Kristi lives in a neat converted warehouse run by Artspace. It has one major problem: pigeons (a.k.a. sky-rats). They simply love the very high, dark rafters of the common courtyard interior. The courtyards have some nice, open skylights which they use as doors. The management of the complex is well aware of the problem, but simply refuse to do anything about it. Save one instance, when they put up spikey things on the outside patio so that the business located here can have catered parties (sans pigeon droppings in the cake). I have been very diligent about discouraging the pigeons using a squirt gun loaded with cayenne peppered water. This works but as soon as you let up for even a day, they are back. Needless to say, the entire interior of her building is covered in guano. I drafted a nice letter to the management about he problem, but haven't heard a thing. Last weekend, I gained access to the roof and put up plastic chicken wire around the seven 2.5ft by 50ft openings that the pigeons use to get into the courtyard. Today, I ran into our security guy, Jonah, who said that the building manager, Mandy (364-1019 whom I have never been able to get a hold of), told him, "You can't do that, take it down." Needless to say, I am livid. Tomorrow, I will be calling the Salt Lake Valley Health Department, hiring a lawyer, and doing my very best to find out who Mandy Beeler's superior is. I feel strongly that this situation is very unsanitary, even for a healthy person. John, our next door neighbor, won't let his dog walk across the courtyard floor. I also think that Kristi's trip to the hospital last month was due to the pigeon crap. You can imagine this is going to be a problem now that K is nearly neutropenic and about to enter the bone marrow transplant, which will leave her even more compromised. The picture above is what a typical hand-rail looks like inside the building. The picture below is the floor underneath one of their nests. The great thing happens when the tenants of the art studios hose the pigeon poo off the catwalk onto our resident patio space below [sic], makes a lovely sludge for us to walk through on our way to garage and garbage dumpster.

Home again, home again

We brought K home yesterday (Sunday) at noon. The whole day was pretty miserable for her. She was beat from the chemo and her arm hurt from the line. They took it out before she left, but I think that only enraged her arm. We did everything we could think of to make her comfortable. Once she got through the night, however, things got right back to normal. She woke up early feeling good and a bit restless. We have tons of doctors appointments to keep us busy, don't worry.

Pokey Things

It took some convincing, but earlier this morning Kristi's Oncology Fellow talked her into getting another midline installed. After the trauma of the Hickman removal, she was not interested in any line. The negotiation included morphine, Valium, and lidocaine. She had the same techs install it as the last one, they did a great job. The only painful bit was the lidocaine. The main rationale for getting the line is the risk of vein rupture using a "peripheral line" (traditional IV). Apparently the fine veins in the wrist and upper arm aren't strong enough to endure the non-stop drips that she's on. Anyway, she's far more comfortable now without a metal needle in her arm.

Consolidation

Kristi got the call that a bed was available a the Huntsman today at 3pm. They wanted her there by 3:45. It's 4:00 and we are checked in. She will have 3 rounds of high-dose AraC over 5 days. Because of the infection a month ago, she will be an in-patient for the whole thing.
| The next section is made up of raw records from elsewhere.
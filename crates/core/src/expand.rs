//! Input expansion: turns file paths into resource objects.
//!
//! Templating is not done here; inputs are already-rendered YAML or JSON.

use std::io::Read;
use std::path::{Path, PathBuf};

use anyhow::{anyhow, Context, Result};
use serde::Deserialize;
use serde_json::Value as Json;
use tracing::debug;

use crate::{json_type_name, ModelError, Resource};

pub trait Expander {
    fn expand(&self, paths: &[PathBuf]) -> Result<Vec<Resource>>;
}

#[derive(Debug, Clone)]
pub struct FileExpander {
    pub max_bytes: u64,
}

impl Default for FileExpander {
    fn default() -> Self {
        let max_bytes = std::env::var("KCFG_MAX_INPUT_BYTES")
            .ok()
            .and_then(|s| s.parse::<u64>().ok())
            .unwrap_or(8 * 1024 * 1024);
        Self { max_bytes }
    }
}

impl Expander for FileExpander {
    fn expand(&self, paths: &[PathBuf]) -> Result<Vec<Resource>> {
        let mut out = Vec::new();
        for p in paths {
            for file in self.files_for(p)? {
                let docs = self.read_documents(&file).with_context(|| format!("reading {}", file.display()))?;
                for (i, doc) in docs.into_iter().enumerate() {
                    let before = out.len();
                    walk(doc, "$", &mut out).with_context(|| format!("{} (document {})", file.display(), i))?;
                    debug!(file = %file.display(), doc = i, objects = out.len() - before, "expanded");
                }
            }
        }
        Ok(out)
    }
}

impl FileExpander {
    fn files_for(&self, p: &Path) -> Result<Vec<PathBuf>> {
        if p.as_os_str() == "-" || p.is_file() {
            return Ok(vec![p.to_path_buf()]);
        }
        if p.is_dir() {
            let mut entries: Vec<PathBuf> = std::fs::read_dir(p)
                .with_context(|| format!("listing {}", p.display()))?
                .filter_map(|e| e.ok().map(|e| e.path()))
                .filter(|e| e.is_file() && matches!(extension(e), Some("yaml" | "yml" | "json")))
                .collect();
            entries.sort();
            return Ok(entries);
        }
        Err(anyhow!("{}: no such file or directory", p.display()))
    }

    fn read_documents(&self, file: &Path) -> Result<Vec<Json>> {
        let mut buf = String::new();
        let is_stdin = file.as_os_str() == "-";
        if is_stdin {
            std::io::stdin().take(self.max_bytes + 1).read_to_string(&mut buf)?;
        } else {
            std::fs::File::open(file)?.take(self.max_bytes + 1).read_to_string(&mut buf)?;
        }
        if buf.len() as u64 > self.max_bytes {
            return Err(anyhow!("input exceeds {} bytes (KCFG_MAX_INPUT_BYTES)", self.max_bytes));
        }
        match (is_stdin, extension(file)) {
            (true, _) | (false, Some("yaml" | "yml")) => parse_yaml_stream(&buf),
            (false, Some("json")) => Ok(vec![serde_json::from_str(&buf)?]),
            _ => Err(anyhow!("unknown file extension: {}", file.display())),
        }
    }
}

fn extension(p: &Path) -> Option<&str> { p.extension().and_then(|e| e.to_str()) }

/// Parse a multi-document YAML stream (JSON is a YAML subset, so stdin takes this path too).
pub fn parse_yaml_stream(s: &str) -> Result<Vec<Json>> {
    let mut docs = Vec::new();
    for de in serde_yaml::Deserializer::from_str(s) {
        docs.push(Json::deserialize(de)?);
    }
    Ok(docs)
}

/// Collect every object reachable from `v`. `List` kinds are flattened.
pub fn walk(v: Json, path: &str, out: &mut Vec<Resource>) -> Result<(), ModelError> {
    match v {
        Json::Null => Ok(()),
        Json::Object(m) if m.contains_key("kind") && m.contains_key("apiVersion") => {
            let is_list = m.get("kind").and_then(|k| k.as_str()).map_or(false, |k| k.ends_with("List"))
                && m.get("items").map_or(false, |i| i.is_array());
            if is_list {
                let items = m.get("items").cloned().unwrap_or(Json::Null);
                return walk(items, &format!("{}.items", path), out);
            }
            out.push(Resource::from_json(Json::Object(m))?);
            Ok(())
        }
        Json::Object(m) => {
            for (k, child) in m {
                walk(child, &format!("{}.{}", path, k), out)?;
            }
            Ok(())
        }
        Json::Array(items) => {
            for (i, child) in items.into_iter().enumerate() {
                walk(child, &format!("{}[{}]", path, i), out)?;
            }
            Ok(())
        }
        other => Err(ModelError::UnexpectedValue { path: path.to_string(), found: json_type_name(&other) }),
    }
}

#[cfg(test)]
mod tests {
    use super::*;
    use serde_json::json;

    #[test]
    fn walk_descends_and_flattens_lists() {
        let v = json!({
            "a": {"apiVersion": "v1", "kind": "ConfigMap", "metadata": {"name": "a"}},
            "b": [
                {"apiVersion": "v1", "kind": "List", "items": [
                    {"apiVersion": "v1", "kind": "Secret", "metadata": {"name": "s"}},
                ]},
                null,
            ],
        });
        let mut out = Vec::new();
        walk(v, "$", &mut out).unwrap();
        let kinds: Vec<_> = out.iter().map(|o| o.kind().to_string()).collect();
        assert_eq!(kinds, vec!["ConfigMap", "Secret"]);
    }

    #[test]
    fn walk_reports_path_of_stray_scalar() {
        let mut out = Vec::new();
        let err = walk(json!({"x": [{"y": 3}]}), "$", &mut out).unwrap_err();
        assert_eq!(err.to_string(), "looking for kubernetes object at $.x[0].y, but instead found number");
    }

    #[test]
    fn yaml_stream_yields_every_document() {
        let docs = parse_yaml_stream("apiVersion: v1\nkind: ConfigMap\nmetadata: {name: a}\n---\nnull\n---\nfoo: []\n").unwrap();
        assert_eq!(docs.len(), 3);
        assert!(docs[1].is_null());
    }

    #[test]
    fn directories_are_read_sorted_and_unknown_extensions_rejected() {
        let dir = std::env::temp_dir().join(format!("kcfg-expand-{}", std::process::id()));
        std::fs::create_dir_all(&dir).unwrap();
        std::fs::write(dir.join("b.json"), r#"{"apiVersion":"v1","kind":"ConfigMap","metadata":{"name":"b"}}"#).unwrap();
        std::fs::write(dir.join("a.yaml"), "apiVersion: v1\nkind: ConfigMap\nmetadata:\n  name: a\n").unwrap();
        std::fs::write(dir.join("c.jsonnet"), "{}").unwrap();
        let ex = FileExpander { max_bytes: 1024 };
        let objs = ex.expand(&[dir.clone()]).unwrap();
        let got: Vec<_> = objs.iter().map(|o| o.name().to_string()).collect();
        assert_eq!(got, vec!["a", "b"]);
        let err = ex.expand(&[dir.join("c.jsonnet")]).unwrap_err();
        assert!(format!("{:#}", err).contains("unknown file extension"));
        let tiny = FileExpander { max_bytes: 4 };
        assert!(tiny.expand(&[dir.join("a.yaml")]).is_err());
        std::fs::remove_dir_all(&dir).ok();
    }
}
K also got a call from her BMT coordinator today. She's been fully approved for the transplant and a marrow/stem cell order has been placed for 5 weeks from now. This means that she will probably go in for the Transplant on August 1. She has agreed to be part of a study to which she may randomize to have only the stem cells, rather than the raw/filtered marrow. The information we have read about this study has been very positive.